> **WHAT IS NEEDED**: Find the line in the entries below that contains "let requested = quantity.unsigned_abs();". Repeat it exactly, and every line after it through the line that contains "pub fn total(&self)".

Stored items

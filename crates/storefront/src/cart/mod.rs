//! Shopper cart.
//!
//! A [`CartStore`] is built once per session with [`CartStore::load`] and
//! passed by reference to whatever needs it. All mutation goes through its
//! methods, which:
//!
//! 1. validate against the stock captured in the item snapshot,
//! 2. commit the change in memory,
//! 3. notify the injected [`CartNotifier`],
//! 4. write the cart back to the [`KeyValueStore`].
//!
//! Persistence failures are logged and never undo step 2.
//!
//! # Invariants
//!
//! - At most one [`CartItem`] per product id, in insertion order.
//! - Every item satisfies `1 <= quantity <= stock`.

mod error;
mod item;

pub use error::{CartError, CorruptPersistedState};
pub use item::CartItem;

use std::collections::HashSet;
use std::fmt;
use std::sync::Arc;

use rust_decimal::Decimal;

use grocer_core::{Product, ProductId};

use crate::notify::{CartEvent, CartNotifier};
use crate::storage::{KeyValueStore, keys};

/// The shopper's cart, backed by a persisted store.
pub struct CartStore {
    items: Vec<CartItem>,
    store: Arc<dyn KeyValueStore>,
    notifier: Arc<dyn CartNotifier>,
}

impl fmt::Debug for CartStore {
    fn fmt(&self, f: &mut fmt::Formatter<'_>) -> fmt::Result {
        f.debug_struct("CartStore")
            .field("items", &self.items)
            .finish_non_exhaustive()
    }
}

impl CartStore {
    /// Restore the cart persisted under [`keys::CART`].
    ///
    /// A missing key yields an empty cart. A payload that does not parse, or
    /// that breaks the cart invariants, is logged, removed from the store,
    /// and also yields an empty cart. This never fails.
    pub fn load(store: Arc<dyn KeyValueStore>, notifier: Arc<dyn CartNotifier>) -> Self {
        let items = match store.get(keys::CART) {
            Ok(Some(payload)) => match parse_persisted(&payload) {
                Ok(items) => items,
                Err(e) => {
                    tracing::warn!(error = %e, "Discarding corrupt persisted cart");
                    if let Err(e) = store.remove(keys::CART) {
                        tracing::warn!(error = %e, "Failed to remove corrupt persisted cart");
                    }
                    Vec::new()
                }
            },
            Ok(None) => Vec::new(),
            Err(e) => {
                tracing::warn!(error = %e, "Failed to read persisted cart");
                Vec::new()
            }
        };

        tracing::debug!(items = items.len(), "Cart loaded");

        Self {
            items,
            store,
            notifier,
        }
    }

    /// Add one unit of `product`.
    ///
    /// A product already in the cart has its quantity incremented; otherwise
    /// a new line is appended with quantity 1. The ceiling for an existing
    /// line is the lower of the snapshot's stock and `product.stock`.
    ///
    /// # Errors
    ///
    /// Returns `CartError::StockExceeded` if one more unit would exceed the
    /// stock. The cart is unchanged.
    pub fn add(&mut self, product: &Product) -> Result<(), CartError> {
        let position = self.position(product.id);
        let (current, ceiling) = position
            .and_then(|i| self.items.get(i))
            .map_or((0, product.stock), |item| {
                (item.quantity, item.stock.min(product.stock))
            });

        let requested = u64::from(current) + 1;
        if requested > u64::from(ceiling) {
            return Err(self.reject(product.id, &product.name, ceiling, requested));
        }

        let event = match position.and_then(|i| self.items.get_mut(i)) {
            Some(item) => {
                item.quantity += 1;
                CartEvent::QuantityUpdated {
                    id: item.id,
                    name: item.name.clone(),
                    quantity: item.quantity,
                }
            }
            None => {
                self.items.push(CartItem::snapshot(product));
                CartEvent::ItemAdded {
                    id: product.id,
                    name: product.name.clone(),
                }
            }
        };

        tracing::info!(product_id = %product.id, quantity = requested, "Cart item added");
        self.commit(&event);
        Ok(())
    }

    /// Remove the line for `id`. Returns whether a line was removed.
    ///
    /// Removing an absent product is not an error; the removal notification
    /// is still emitted.
    pub fn remove(&mut self, id: ProductId) -> bool {
        let before = self.items.len();
        self.items.retain(|item| item.id != id);
        let removed = self.items.len() != before;

        if removed {
            tracing::info!(product_id = %id, "Cart item removed");
            self.commit(&CartEvent::ItemRemoved { id });
        } else {
            self.notifier.notify(&CartEvent::ItemRemoved { id });
        }
        removed
    }

    /// Set the quantity of the line for `id`.
    ///
    /// A quantity of zero or less removes the line exactly as [`Self::remove`]
    /// does. A positive quantity for a product not in the cart is ignored.
    ///
    /// # Errors
    ///
    /// Returns `CartError::StockExceeded` if `quantity` is above the line's
    /// stock snapshot. The existing quantity is kept.
    pub fn update_quantity(&mut self, id: ProductId, quantity: i64) -> Result<(), CartError> {
        if quantity <= 0 {
            self.remove(id);
            return Ok(());
        }

        let Some(index) = self.position(id) else {
            tracing::debug!(product_id = %id, "Quantity update for product not in cart");
            return Ok(());
        };
        let Some(item) = self.items.get(index) else {
            return Ok(());
        };

        let requested = quantity.unsigned_abs();
        let target = match u32::try_from(quantity) {
            Ok(target) if target <= item.stock => target,
            _ => {
                let (name, stock) = (item.name.clone(), item.stock);
                return Err(self.reject(id, &name, stock, requested));
            }
        };

        let Some(item) = self.items.get_mut(index) else {
            return Ok(());
        };
        item.quantity = target;
        let event = CartEvent::QuantityUpdated {
            id,
            name: item.name.clone(),
            quantity: target,
        };

        tracing::info!(product_id = %id, quantity = target, "Cart quantity updated");
        self.commit(&event);
        Ok(())
    }

    /// Remove every line.
    pub fn clear(&mut self) {
        self.items.clear();
        tracing::info!("Cart cleared");
        self.commit(&CartEvent::CartCleared);
    }

    /// Sum of `price * quantity` over all lines.
    #[must_use]
    pub fn total(&self) -> Decimal {
        self.items.iter().map(CartItem::line_total).sum()
    }

    /// Sum of quantities over all lines.
    #[must_use]
    pub fn count(&self) -> u64 {
        self.items.iter().map(|item| u64::from(item.quantity)).sum()
    }

    /// Lines in insertion order.
    #[must_use]
    pub fn items(&self) -> &[CartItem] {
        &self.items
    }

    #[must_use]
    pub fn get(&self, id: ProductId) -> Option<&CartItem> {
        self.items.iter().find(|item| item.id == id)
    }

    #[must_use]
    pub fn is_empty(&self) -> bool {
        self.items.is_empty()
    }

    /// Write the current cart under [`keys::CART`].
    ///
    /// Failures are logged at warn level and otherwise ignored.
    pub fn persist(&self) {
        let payload = match serde_json::to_string(&self.items) {
            Ok(payload) => payload,
            Err(e) => {
                tracing::warn!(error = %e, "Failed to serialize cart");
                return;
            }
        };

        if let Err(e) = self.store.set(keys::CART, &payload) {
            tracing::warn!(error = %e, "Failed to persist cart");
        }
    }

    fn position(&self, id: ProductId) -> Option<usize> {
        self.items.iter().position(|item| item.id == id)
    }

    fn commit(&self, event: &CartEvent) {
        self.notifier.notify(event);
        self.persist();
    }

    fn reject(&self, id: ProductId, name: &str, stock: u32, requested: u64) -> CartError {
        tracing::info!(product_id = %id, stock, requested, "Cart stock exceeded");
        self.notifier.notify(&CartEvent::StockExceeded {
            id,
            name: name.to_owned(),
            stock,
        });
        CartError::StockExceeded {
            id,
            stock,
            requested,
        }
    }
}

/// Decode a persisted cart and check it against the cart invariants.
fn parse_persisted(payload: &str) -> Result<Vec<CartItem>, CorruptPersistedState> {
    let items: Vec<CartItem> = serde_json::from_str(payload)?;

    let mut seen = HashSet::with_capacity(items.len());
    for item in &items {
        if !seen.insert(item.id) {
            return Err(CorruptPersistedState::DuplicateItem(item.id));
        }
        if item.quantity == 0 || item.quantity > item.stock {
            return Err(CorruptPersistedState::QuantityOutOfRange {
                id: item.id,
                quantity: item.quantity,
                stock: item.stock,
            });
        }
    }

    Ok(items)
}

> **OUTPUT OF THE TASK**:
        let requested = quantity.unsigned_abs();
        let target = match u32::try_from(quantity) {
            Ok(target) if target <= item.stock => target,
            _ => {
                let (name, stock) = (item.name.clone(), item.stock);
                return Err(self.reject(id, &name, stock, requested));
            }
        };

        let Some(item) = self.items.get_mut(index) else {
            return Ok(());
        };
        item.quantity = target;
        let event = CartEvent::QuantityUpdated {
            id,
            name: item.name.clone(),
            quantity: target,
        };

        tracing::info!(product_id = %id, quantity = target, "Cart quantity updated");
        self.commit(&event);
        Ok(())
    }

    /// Remove every line.
    pub fn clear(&mut self) {
        self.items.clear();
        tracing::info!("Cart cleared");
        self.commit(&CartEvent::CartCleared);
    }

    /// Sum of `price * quantity` over all lines.
    #[must_use]
    pub fn total(&self) -> Decimal {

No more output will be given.